We didn’t find this terribly useful either, so we decided to look at Black’s Law Dictionary and review the recent case law about procuring cause. Black’s Law Dictionary doesn’t even make an attempt to define procuring cause, and unfortunately the case law is all over the board, but with two common themes (a) that the agent must be working with the buyer, and (b) that the agent must have taken some affirmative step to introduce the buyer to the seller and/or the property. Otherwise, the determination of whether or not an agent is the procuring cause is very fact specific. In other words, if someone tells you that they know with any degree of certainty what the term procuring cause means in any situation, then they haven’t reviewed the over 200 appellate cases attempting to define it.
What should a real estate professional take from this? Be very careful when introducing a buyer to a seller and/or property. We have seen a noticeable proliferation of attempts by sellers and builders to attempt to cut a buyer’s agent out of a commission. If you don’t have your buyers sign buyer agency agreements, then make sure you are careful to understand the terms under which a seller is willing to pay a commission and go that extra mile to insure that it is clear to everyone who you are representing and your expectation that you receive a commission for your efforts. This can be the trickiest with builders, where we have seen the greatest increase in realtor inquiries over the last several months as a result of fairly aggressive positions taken by a small number of builders with regard to the payment of commissions on new construction.
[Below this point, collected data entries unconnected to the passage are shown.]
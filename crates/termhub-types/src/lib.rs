//! Core types shared across all termhub crates
//!
//! Wire frames, connection states, geometry and the error taxonomy used by the
//! connection, routing and session layers.

use serde::{Deserialize, Serialize};

pub mod error;
pub mod protocol;

pub use error::{
    AuthorizationError, CapacityError, ProtocolError, ResourceDisposalError, TermhubError,
    TransportError,
};
pub use protocol::{
    stty_command, ChannelFrame, CommandRequest, ControlFrame, CorrelationId, ShellInput,
};

// ============================================================================
// Constants
// ============================================================================

/// Maximum number of concurrently open terminal sessions
pub const DEFAULT_MAX_SESSIONS: usize = 10;

/// Reconnect attempts allowed by a bare connection
pub const DEFAULT_RECONNECT_LIMIT: u32 = 3;

/// Delay between reconnect attempts of a bare connection
pub const DEFAULT_RECONNECT_INTERVAL_MS: u64 = 3_000;

/// Reconnect attempts used by the terminal client
pub const TERMINAL_RECONNECT_LIMIT: u32 = 10;

/// Reconnect delay used by the terminal client
pub const TERMINAL_RECONNECT_INTERVAL_MS: u64 = 10_000;

/// Window used to coalesce container resize bursts
pub const RESIZE_DEBOUNCE_MS: u64 = 600;

/// Path prefix under which socket endpoints are mounted
pub const DEFAULT_WS_PREFIX: &str = "ws";

/// Endpoint serving the interactive shell
pub const DEFAULT_TERMINAL_ENDPOINT: &str = "terminal/pty0/";

/// Label used for session tabs
pub const SHELL_LABEL: &str = "/bin/zsh";

/// Terminal size assumed before a view has been fitted
pub const DEFAULT_ROWS: u16 = 24;
pub const DEFAULT_COLS: u16 = 80;

// ============================================================================
// Connection State
// ============================================================================

/// Lifecycle of the underlying socket, numbered like the WebSocket readyState
#[derive(Debug, Clone, Copy, PartialEq, Eq, Hash, Serialize, Deserialize)]
pub enum ReadyState {
    Connecting = 0,
    Open = 1,
    Closing = 2,
    Closed = 3,
}

impl ReadyState {
    pub fn as_str(&self) -> &'static str {
        match self {
            ReadyState::Connecting => "Connecting",
            ReadyState::Open => "Open",
            ReadyState::Closing => "Closing",
            ReadyState::Closed => "Closed",
        }
    }

    pub fn is_open(&self) -> bool {
        matches!(self, ReadyState::Open)
    }
}

impl Default for ReadyState {
    fn default() -> Self {
        ReadyState::Closed
    }
}

impl std::fmt::Display for ReadyState {
    fn fmt(&self, f: &mut std::fmt::Formatter<'_>) -> std::fmt::Result {
        f.write_str(self.as_str())
    }
}

// ============================================================================
// Geometry
// ============================================================================

/// Terminal size in character cells
#[derive(Debug, Clone, Copy, PartialEq, Eq, Hash, Serialize, Deserialize)]
pub struct Geometry {
    pub rows: u16,
    pub cols: u16,
}

impl Geometry {
    pub fn new(rows: u16, cols: u16) -> Self {
        Self { rows, cols }
    }
}

impl Default for Geometry {
    fn default() -> Self {
        Self {
            rows: DEFAULT_ROWS,
            cols: DEFAULT_COLS,
        }
    }
}

impl std::fmt::Display for Geometry {
    fn fmt(&self, f: &mut std::fmt::Formatter<'_>) -> std::fmt::Result {
        write!(f, "{}x{}", self.cols, self.rows)
    }
}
If you ever have a question about whether or not you were the procuring cause, or if you want to be proactive and minimize the opportunity for a commission dispute in the future, then you should consult with a real estate attorney.
This communication is not intended to establish an attorney client relationship, and to the extent anything contained herein could be construed as legal advice or guidance, you are strongly encouraged to consult with your own attorney before relying upon any information contained herein.